Rheumatoid arthritis (RA) is a chronic disease, characterised by joint pain, damage and disability. It is known to affect at least 1% of European population. It can be addressed in a high proportion of patients by timely use of targeted biologic treatments. But, biologic treatments continue to rank among the highest grossing drugs. Adalimumab (a biologic drug) for example, alone generated 20 billion US dollars of revenue worldwide in 2018. Additionally, European countries with limited resources, place volume controls on reimbursed medicines. A cheaper prognostic test for biologic response can help clinicians prescribe treatments to those who will receive benefit and also rationalise expensive treatments. In this study we have proposed an informative plasma protein signature, consisting of 17 proteins, and have developed a ML based classifier ATRPred (Anti-TNF Treatment Response Predictor), which can predict anti-TNF treatment response in RA patients with 81% accuracy. With this work we have tried to help clinicians to optimise treatment selection, reduce spend on biologics in unresponsive patients and overall improve quality of life for non-responsive RA patients. Our study has also identified endotypes or molecular sub-classes of RA using plasma protein profiles. These endotypes did not show difference in the responsiveness towards the anti-TNF, however they may be helpful in understanding of the disease and response to other treatments, going forward.

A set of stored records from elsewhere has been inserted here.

// GET handlers: version, connected agents

use axum::{extract::State, response::IntoResponse};

use super::AppState;
use crate::version::{NAME, PROTOCOL_VERSION, VERSION};

/// GET /version: service name, version and wire protocol revision.
pub(super) async fn version_handler() -> impl IntoResponse {
    axum::Json(serde_json::json!({
        "name": NAME,
        "version": VERSION,
        "protocol": PROTOCOL_VERSION,
    }))
}

/// GET /api/agents: connected sessions with their resume cursors and last live sample time.
pub(super) async fn agents_handler(State(state): State<AppState>) -> impl IntoResponse {
    axum::Json(state.ingest.sessions().summaries())
}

This is a PLOS Computational Biology Software paper.

Introduction

Rheumatoid Arthritis (RA) is a chronic autoimmune condition characterised by relapsing joint pain, inflammation, and damage along with systemic effects and elevated morbidity. Without effective treatment, RA patients suffer greater risk of disability [1]. Initially, RA patients are treated with non-steroidal anti-inflammatory drugs and conventional disease modifying anti-rheumatic drugs (DMARDs). Patients, refractory to conventional DMARDs, are subsequently prescribed biologic DMARDs [2], among which anti-tumour necrosis factor (anti-TNF) therapies are common, which includes adalimumab, etanercept, infliximab, certolizumab or golimumab–a monoclonal anti-TNF antibody. However, not all patients respond well to anti-TNF therapy. Approximately 10–30% do not respond initially and 23–46% lose the responsiveness over time [3]. A recent article suggests that at least 6% of RA patients on biologics suffer from a refractory condition of the disease [4]. This suggests the existence of molecular sub-classes within the broad disease class. These molecular sub-classes are known as endotypes. Unlike, phenotype which involves only observable characteristics, an endotype has direct relation with disease process as it involves inflammatory parameters and specific biological mechanisms. A recent paper from McInnes et al [5] advocates the need for clinically meaningful RA endotypes to stratify patients for the therapeutics.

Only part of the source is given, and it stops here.